Having worked in the automotive sector of German and Japanese carmakers, with
European, Japanese and American plants I have to say news coverage on the
industry to me has devolved into something more resemblant of sports gossip.
I.E. there is an immense audacity of bystanders with zero experience in the
field to make bold claims about things like what the customers _really_ want
(the fans), which technology _really_ works (the strategy) or what kind of
fallacies CEOs and engineers fall for (team-management) that these bystanders
apparently all _get_.

The car is one of the most successful products in history, I'd like to call it
the German iPhone (although it took Americans to make it a mass-market product
in the first place). And like the iPhone it has left its visible imprint in
our public life. If you think digital detox is a thing, wait for how much bad
rep smartphones will get in 50 years (if they continue to exist). Cars shape
our surroundings for over hundred years now.

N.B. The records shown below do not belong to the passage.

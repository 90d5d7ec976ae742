use std::sync::Arc;

use chrono::{DateTime, Utc};
use serde::Serialize;
use tokio::sync::broadcast;

use crate::stage::StageKind;

/// Phase of a stage task.
#[derive(Debug, Clone, Copy, PartialEq, Eq, Serialize)]
#[serde(rename_all = "snake_case")]
pub enum StagePhase {
    Claimed,
    LoadingPages,
    Aligning,
    Summarizing,
    Persisting,
    Completed,
    Retrying,
    Failed,
    Skipped,
}

impl std::fmt::Display for StagePhase {
    fn fmt(&self, f: &mut std::fmt::Formatter<'_>) -> std::fmt::Result {
        match self {
            StagePhase::Claimed => write!(f, "Claimed"),
            StagePhase::LoadingPages => write!(f, "Loading pages"),
            StagePhase::Aligning => write!(f, "Aligning pages"),
            StagePhase::Summarizing => write!(f, "Summarizing changes"),
            StagePhase::Persisting => write!(f, "Persisting results"),
            StagePhase::Completed => write!(f, "Completed"),
            StagePhase::Retrying => write!(f, "Retrying"),
            StagePhase::Failed => write!(f, "Failed"),
            StagePhase::Skipped => write!(f, "Skipped"),
        }
    }
}

/// Emitted while a stage task runs.
#[derive(Debug, Clone, Serialize)]
pub struct ProgressEvent {
    pub job_id: String,
    pub stage_id: String,
    pub kind: StageKind,
    pub phase: StagePhase,
    pub message: String,
    pub timestamp: DateTime<Utc>,
}

impl ProgressEvent {
    pub fn new(job_id: &str, stage_id: &str, kind: StageKind, phase: StagePhase, message: &str) -> Self {
        Self {
            job_id: job_id.to_string(),
            stage_id: stage_id.to_string(),
            kind,
            phase,
            message: message.to_string(),
            timestamp: Utc::now(),
        }
    }
}

pub trait ProgressReporter: Send + Sync {
    fn report(&self, event: ProgressEvent);
}

/// No-op reporter for workers without subscribers and for tests.
pub struct NoopProgress;

impl ProgressReporter for NoopProgress {
    fn report(&self, _event: ProgressEvent) {}
}

/// Fans progress events out to any number of subscribers.
#[derive(Clone)]
pub struct BroadcastProgress {
    sender: Arc<broadcast::Sender<ProgressEvent>>,
}

impl BroadcastProgress {
    pub fn new(capacity: usize) -> Self {
        let (sender, _) = broadcast::channel(capacity);
        Self {
            sender: Arc::new(sender),
        }
    }

    pub fn subscribe(&self) -> broadcast::Receiver<ProgressEvent> {
        self.sender.subscribe()
    }
}

impl ProgressReporter for BroadcastProgress {
    fn report(&self, event: ProgressEvent) {
        // No active receivers is fine
        let _ = self.sender.send(event);
    }
}
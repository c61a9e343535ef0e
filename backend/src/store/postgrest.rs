use std::time::Duration;

use async_trait::async_trait;
use reqwest::header::{HeaderMap, HeaderValue, AUTHORIZATION};
use reqwest::{Client, RequestBuilder, StatusCode, Url};
use serde::Deserialize;
use todo_shared::{ChangeEvent, ChangeKind};
use tokio::sync::broadcast;
use uuid::Uuid;

use super::{ChangeFeed, NewTodoRow, StoreError, TodoPatch, TodoRow, TodoStore, UNIQUE_VIOLATION};

const REQUEST_TIMEOUT: Duration = Duration::from_secs(10);
const RETURN_REPRESENTATION: &str = "return=representation";

/// Client for a hosted Postgres exposed through PostgREST (`/rest/v1`).
#[derive(Debug, Clone)]
pub struct PostgrestStore {
    client: Client,
    table_url: Url,
    feed: ChangeFeed,
}

/// Error body PostgREST returns for failed requests.
#[derive(Debug, Default, Deserialize)]
struct PostgrestError {
    code: Option<String>,
    message: Option<String>,
    details: Option<String>,
}

impl PostgrestStore {
    /// Builds the HTTP client. No request is made until the first query.
    pub fn connect(base_url: &Url, api_key: &str, table: &str) -> Result<Self, StoreError> {
        let mut headers = HeaderMap::new();
        let key = HeaderValue::from_str(api_key)
            .map_err(|_| StoreError::InvalidConfig("access key is not a valid header value".into()))?;
        let bearer = HeaderValue::from_str(&format!("Bearer {api_key}"))
            .map_err(|_| StoreError::InvalidConfig("access key is not a valid header value".into()))?;
        headers.insert("apikey", key);
        headers.insert(AUTHORIZATION, bearer);

        let client = Client::builder()
            .default_headers(headers)
            .timeout(REQUEST_TIMEOUT)
            .build()?;

        Ok(Self {
            client,
            table_url: table_url(base_url, table)?,
            feed: ChangeFeed::new(),
        })
    }

    fn url_for(&self, id: Option<Uuid>, order: bool) -> Url {
        let mut url = self.table_url.clone();
        {
            let mut query = url.query_pairs_mut();
            query.append_pair("select", "*");
            if let Some(id) = id {
                query.append_pair("id", &format!("eq.{id}"));
            }
            if order {
                query.append_pair("order", "created_at.desc");
            }
        }
        url
    }

    async fn rows(&self, request: RequestBuilder) -> Result<Vec<TodoRow>, StoreError> {
        let response = request.send().await?;
        let status = response.status();
        if !status.is_success() {
            let body = response.text().await.unwrap_or_default();
            return Err(classify_error(status, &body));
        }
        response
            .json::<Vec<TodoRow>>()
            .await
            .map_err(|err| StoreError::Decode(err.to_string()))
    }
}

fn table_url(base: &Url, table: &str) -> Result<Url, StoreError> {
    let mut base = base.clone();
    if !base.path().ends_with('/') {
        let path = format!("{}/", base.path());
        base.set_path(&path);
    }
    base.join(&format!("rest/v1/{table}"))
        .map_err(|err| StoreError::InvalidConfig(err.to_string()))
}

fn classify_error(status: StatusCode, body: &str) -> StoreError {
    let parsed: PostgrestError = serde_json::from_str(body).unwrap_or_default();
    let message = match (parsed.message, parsed.details) {
        (Some(message), Some(details)) => format!("{message} ({details})"),
        (Some(message), None) => message,
        (None, _) if !body.is_empty() => body.to_string(),
        (None, _) => status.to_string(),
    };

    if parsed.code.as_deref() == Some(UNIQUE_VIOLATION) || status == StatusCode::CONFLICT {
        return StoreError::UniqueViolation(message);
    }
    StoreError::Rejected {
        status: status.as_u16(),
        code: parsed.code,
        message,
    }
}

#[async_trait]
impl TodoStore for PostgrestStore {
    async fn list(&self) -> Result<Vec<TodoRow>, StoreError> {
        self.rows(self.client.get(self.url_for(None, true))).await
    }

    async fn get(&self, id: Uuid) -> Result<Option<TodoRow>, StoreError> {
        let rows = self.rows(self.client.get(self.url_for(Some(id), false))).await?;
        Ok(rows.into_iter().next())
    }

    async fn insert(&self, row: NewTodoRow) -> Result<TodoRow, StoreError> {
        let request = self
            .client
            .post(self.url_for(None, false))
            .header("Prefer", RETURN_REPRESENTATION)
            .json(&row);
        let created = self
            .rows(request)
            .await?
            .into_iter()
            .next()
            .ok_or_else(|| StoreError::Decode("insert returned no row".into()))?;
        self.feed.publish(ChangeKind::Insert, created.id);
        Ok(created)
    }

    async fn update(&self, id: Uuid, patch: TodoPatch) -> Result<Option<TodoRow>, StoreError> {
        let request = self
            .client
            .patch(self.url_for(Some(id), false))
            .header("Prefer", RETURN_REPRESENTATION)
            .json(&patch);
        let updated = self.rows(request).await?.into_iter().next();
        if updated.is_some() {
            self.feed.publish(ChangeKind::Update, id);
        }
        Ok(updated)
    }

    async fn delete(&self, id: Uuid) -> Result<(), StoreError> {
        let request = self
            .client
            .delete(self.url_for(Some(id), false))
            .header("Prefer", RETURN_REPRESENTATION);
        let removed = self.rows(request).await?;
        if !removed.is_empty() {
            self.feed.publish(ChangeKind::Delete, id);
        }
        Ok(())
    }

    fn subscribe(&self) -> broadcast::Receiver<ChangeEvent> {
        self.feed.subscribe()
    }
}
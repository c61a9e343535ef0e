//! Todo operations in API terms.
//!
//! Validates input, converts between API and storage naming and turns store
//! failures into [`ApiError`]s. Uniqueness is left to the store: both create
//! and update are single writes and a duplicate surfaces as the write's own
//! [`StoreError::UniqueViolation`].

use std::sync::Arc;

use todo_shared::{normalize_text, ChangeEvent, CreateTodoRequest, Todo, UpdateTodoRequest};
use tokio::sync::broadcast;
use uuid::Uuid;

use crate::error::ApiError;
use crate::store::{NewTodoRow, StoreError, TodoPatch, TodoRow, TodoStore};

impl From<TodoRow> for Todo {
    fn from(row: TodoRow) -> Self {
        Todo {
            id: row.id,
            text: row.todo,
            completed: row.is_completed,
            created_at: row.created_at,
        }
    }
}

#[derive(Clone)]
pub struct TodoService {
    store: Arc<dyn TodoStore>,
}

impl TodoService {
    pub fn new(store: Arc<dyn TodoStore>) -> Self {
        Self { store }
    }

    pub async fn list(&self) -> Result<Vec<Todo>, ApiError> {
        let rows = self.store.list().await?;
        Ok(rows.into_iter().map(Todo::from).collect())
    }

    pub async fn create(&self, request: CreateTodoRequest) -> Result<Todo, ApiError> {
        let text = normalize_text(&request.text).map_err(|err| ApiError::Validation(err.to_string()))?;
        let row = NewTodoRow {
            todo: text.clone(),
            is_completed: request.completed.unwrap_or(false),
        };

        let created = self
            .store
            .insert(row)
            .await
            .map_err(|err| conflict_or_store(err, &text))?;
        tracing::info!(id = %created.id, "created todo");
        Ok(created.into())
    }

    pub async fn update(&self, id: Uuid, request: UpdateTodoRequest) -> Result<Todo, ApiError> {
        let text = request
            .text
            .as_deref()
            .map(normalize_text)
            .transpose()
            .map_err(|err| ApiError::Validation(err.to_string()))?;
        let patch = TodoPatch {
            todo: text.clone(),
            is_completed: request.completed,
        };

        let row = if patch.is_empty() {
            self.store.get(id).await?
        } else {
            self.store.update(id, patch).await.map_err(|err| match &text {
                Some(text) => conflict_or_store(err, text),
                None => ApiError::Store(err),
            })?
        };

        let row = row.ok_or_else(|| ApiError::NotFound(id.to_string()))?;
        tracing::info!(%id, "updated todo");
        Ok(row.into())
    }

    pub async fn delete(&self, id: Uuid) -> Result<(), ApiError> {
        self.store.delete(id).await?;
        tracing::info!(%id, "deleted todo");
        Ok(())
    }

    pub fn subscribe(&self) -> broadcast::Receiver<ChangeEvent> {
        self.store.subscribe()
    }
}

fn conflict_or_store(err: StoreError, text: &str) -> ApiError {
    match err {
        StoreError::UniqueViolation(detail) => {
            tracing::debug!(%detail, "duplicate todo text");
            ApiError::Conflict(format!("A todo named \"{text}\" already exists"))
        }
        other => ApiError::Store(other),
    }
}
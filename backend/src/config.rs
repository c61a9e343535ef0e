use std::fmt;
use std::net::SocketAddr;
use std::path::PathBuf;

use reqwest::Url;

pub const STORE_URL_VAR: &str = "SUPABASE_URL";
pub const STORE_KEY_VAR: &str = "SUPABASE_KEY";
pub const TABLE_VAR: &str = "TODO_TABLE";
pub const BIND_ADDR_VAR: &str = "BIND_ADDR";
pub const STATIC_DIR_VAR: &str = "STATIC_DIR";

const DEFAULT_TABLE: &str = "todos";
const DEFAULT_BIND_ADDR: &str = "0.0.0.0:3000";
const DEFAULT_STATIC_DIR: &str = "frontend/dist";

#[derive(Debug, PartialEq, Eq, thiserror::Error)]
pub enum ConfigError {
    #[error("missing required environment variable {0}")]
    Missing(&'static str),
    #[error("invalid value for {name}: {reason}")]
    Invalid { name: &'static str, reason: String },
}

/// Startup configuration. Built once in `main` and passed down explicitly.
#[derive(Clone)]
pub struct Config {
    pub store_url: Url,
    pub store_key: String,
    pub table: String,
    pub bind_addr: SocketAddr,
    pub static_dir: PathBuf,
}

impl Config {
    pub fn from_env() -> Result<Self, ConfigError> {
        Self::from_lookup(|name| std::env::var(name).ok())
    }

    /// Parses configuration from `lookup`, treating empty values as unset.
    pub fn from_lookup<F>(lookup: F) -> Result<Self, ConfigError>
    where
        F: Fn(&str) -> Option<String>,
    {
        let get = |name: &str| lookup(name).filter(|value| !value.trim().is_empty());

        let raw_url = get(STORE_URL_VAR).ok_or(ConfigError::Missing(STORE_URL_VAR))?;
        let store_url = Url::parse(raw_url.trim()).map_err(|err| ConfigError::Invalid {
            name: STORE_URL_VAR,
            reason: err.to_string(),
        })?;
        if !matches!(store_url.scheme(), "http" | "https") {
            return Err(ConfigError::Invalid {
                name: STORE_URL_VAR,
                reason: format!("unsupported scheme `{}`", store_url.scheme()),
            });
        }

        let store_key = get(STORE_KEY_VAR)
            .ok_or(ConfigError::Missing(STORE_KEY_VAR))?
            .trim()
            .to_string();

        let table = get(TABLE_VAR).unwrap_or_else(|| DEFAULT_TABLE.to_string());
        if !table.chars().all(|c| c.is_ascii_alphanumeric() || c == '_') {
            return Err(ConfigError::Invalid {
                name: TABLE_VAR,
                reason: format!("`{table}` is not a plain table name"),
            });
        }

        let bind_addr = get(BIND_ADDR_VAR)
            .unwrap_or_else(|| DEFAULT_BIND_ADDR.to_string())
            .parse()
            .map_err(|err: std::net::AddrParseError| ConfigError::Invalid {
                name: BIND_ADDR_VAR,
                reason: err.to_string(),
            })?;

        let static_dir = get(STATIC_DIR_VAR)
            .unwrap_or_else(|| DEFAULT_STATIC_DIR.to_string())
            .into();

        Ok(Self {
            store_url,
            store_key,
            table,
            bind_addr,
            static_dir,
        })
    }
}

impl fmt::Debug for Config {
    fn fmt(&self, f: &mut fmt::Formatter<'_>) -> fmt::Result {
        f.debug_struct("Config")
            .field("store_url", &self.store_url.as_str())
            .field("store_key", &"<redacted>")
            .field("table", &self.table)
            .field("bind_addr", &self.bind_addr)
            .field("static_dir", &self.static_dir)
            .finish()
    }
}
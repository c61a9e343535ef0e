use std::future::Future;
use std::rc::Rc;

use futures::channel::mpsc::{self, UnboundedReceiver};
use futures::lock::Mutex;
use futures::StreamExt;
use wasm_bindgen::prelude::*;
use wasm_bindgen::JsCast;
use web_sys::{Event, EventSource};

use crate::error::ClientError;

/// Server event name carrying todo changes.
const CHANGE_EVENT: &str = "change";

/// An open change stream. Closing happens on drop.
pub struct ChangeSubscription {
    source: EventSource,
    on_change: Closure<dyn FnMut(Event)>,
    on_open: Closure<dyn FnMut(Event)>,
    changes: Rc<Mutex<UnboundedReceiver<()>>>,
}

impl ChangeSubscription {
    /// Opens the stream. A reconnect after a dropped connection also counts as
    /// a change, since events may have been missed meanwhile.
    pub fn open(url: &str) -> Result<Self, ClientError> {
        let source = EventSource::new(url)
            .map_err(|_| ClientError::Network(format!("failed to open {url}")))?;
        let (tx, rx) = mpsc::unbounded();

        let change_tx = tx.clone();
        let on_change = Closure::wrap(Box::new(move |_event: Event| {
            let _ = change_tx.unbounded_send(());
        }) as Box<dyn FnMut(Event)>);

        let mut opened_before = false;
        let on_open = Closure::wrap(Box::new(move |_event: Event| {
            if opened_before {
                let _ = tx.unbounded_send(());
            }
            opened_before = true;
        }) as Box<dyn FnMut(Event)>);

        source
            .add_event_listener_with_callback(CHANGE_EVENT, on_change.as_ref().unchecked_ref())
            .map_err(|_| ClientError::Network("failed to listen for changes".into()))?;
        source
            .add_event_listener_with_callback("open", on_open.as_ref().unchecked_ref())
            .map_err(|_| ClientError::Network("failed to listen for reconnects".into()))?;

        Ok(Self {
            source,
            on_change,
            on_open,
            changes: Rc::new(Mutex::new(rx)),
        })
    }

    /// Resolves with `true` on the next change, folding any burst already
    /// queued into it, or `false` once the stream is closed.
    pub fn next_change(&self) -> impl Future<Output = bool> + 'static {
        let changes = Rc::clone(&self.changes);
        async move {
            let mut changes = changes.lock().await;
            if changes.next().await.is_none() {
                return false;
            }
            while changes.try_recv().is_ok() {}
            true
        }
    }
}

impl Drop for ChangeSubscription {
    fn drop(&mut self) {
        let _ = self
            .source
            .remove_event_listener_with_callback(CHANGE_EVENT, self.on_change.as_ref().unchecked_ref());
        let _ = self
            .source
            .remove_event_listener_with_callback("open", self.on_open.as_ref().unchecked_ref());
        self.source.close();
    }
}
//! Data access for the `todos` table.
//!
//! Rows use the storage schema's snake_case naming. The service layer turns
//! them into API [`Todo`](todo_shared::Todo)s.

use async_trait::async_trait;
use chrono::{DateTime, Utc};
use serde::{Deserialize, Serialize};
use todo_shared::{ChangeEvent, ChangeKind};
use tokio::sync::broadcast;
use uuid::Uuid;

mod memory;
mod postgrest;

pub use memory::MemoryStore;
pub use postgrest::PostgrestStore;

/// Postgres SQLSTATE for `unique_violation`.
pub const UNIQUE_VIOLATION: &str = "23505";
/// Postgres SQLSTATE for `check_violation`.
pub const CHECK_VIOLATION: &str = "23514";

const CHANGE_FEED_CAPACITY: usize = 64;

#[derive(Debug, Clone, PartialEq, Serialize, Deserialize)]
pub struct TodoRow {
    pub id: Uuid,
    pub todo: String,
    pub is_completed: bool,
    pub created_at: DateTime<Utc>,
}

#[derive(Debug, Clone, Serialize)]
pub struct NewTodoRow {
    pub todo: String,
    pub is_completed: bool,
}

/// Partial update. Absent fields are left untouched.
#[derive(Debug, Clone, Default, Serialize)]
pub struct TodoPatch {
    #[serde(skip_serializing_if = "Option::is_none")]
    pub todo: Option<String>,
    #[serde(skip_serializing_if = "Option::is_none")]
    pub is_completed: Option<bool>,
}

impl TodoPatch {
    pub fn is_empty(&self) -> bool {
        self.todo.is_none() && self.is_completed.is_none()
    }
}

#[derive(Debug, thiserror::Error)]
pub enum StoreError {
    #[error("unique constraint violated: {0}")]
    UniqueViolation(String),
    #[error("invalid store configuration: {0}")]
    InvalidConfig(String),
    #[error("store request failed: {0}")]
    Http(#[from] reqwest::Error),
    #[error("failed to decode store response: {0}")]
    Decode(String),
    #[error("store rejected request with status {status}: {message}")]
    Rejected {
        status: u16,
        code: Option<String>,
        message: String,
    },
}

#[async_trait]
pub trait TodoStore: Send + Sync + 'static {
    /// All rows, newest first.
    async fn list(&self) -> Result<Vec<TodoRow>, StoreError>;

    async fn get(&self, id: Uuid) -> Result<Option<TodoRow>, StoreError>;

    /// Fails with [`StoreError::UniqueViolation`] when another row already
    /// holds the same text, ignoring case.
    async fn insert(&self, row: NewTodoRow) -> Result<TodoRow, StoreError>;

    /// Applies `patch` in one write. `Ok(None)` means no row has `id`.
    async fn update(&self, id: Uuid, patch: TodoPatch) -> Result<Option<TodoRow>, StoreError>;

    /// Deleting a missing row is not an error.
    async fn delete(&self, id: Uuid) -> Result<(), StoreError>;

    /// Change events for every committed write made through this store.
    fn subscribe(&self) -> broadcast::Receiver<ChangeEvent>;
}

/// Fan-out of committed writes to any number of listeners.
#[derive(Debug, Clone)]
pub struct ChangeFeed {
    tx: broadcast::Sender<ChangeEvent>,
}

impl ChangeFeed {
    pub fn new() -> Self {
        let (tx, _) = broadcast::channel(CHANGE_FEED_CAPACITY);
        Self { tx }
    }

    pub fn publish(&self, kind: ChangeKind, id: Uuid) {
        // No receivers is the common case between page loads.
        let receivers = self.tx.send(ChangeEvent { kind, id }).unwrap_or(0);
        tracing::debug!(?kind, %id, receivers, "published todo change");
    }

    pub fn subscribe(&self) -> broadcast::Receiver<ChangeEvent> {
        self.tx.subscribe()
    }
}

impl Default for ChangeFeed {
    fn default() -> Self {
        Self::new()
    }
}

It is no wonder then that cars get to be the scapegoat for all sorts of
things. And it is no wonder that people have highly politicized arguments
about technologies, markets and processes of which they have zilch experience
whatsoever except their own filter bubble inflaters. Go to HN and say
something positive about Tesla and watch how you get downvoted. Say something
negative and watch how much faster you'll get downvoted. SUV drivers are
getting socially leprous [1][2] although it is the strongest selling car of
the last decades.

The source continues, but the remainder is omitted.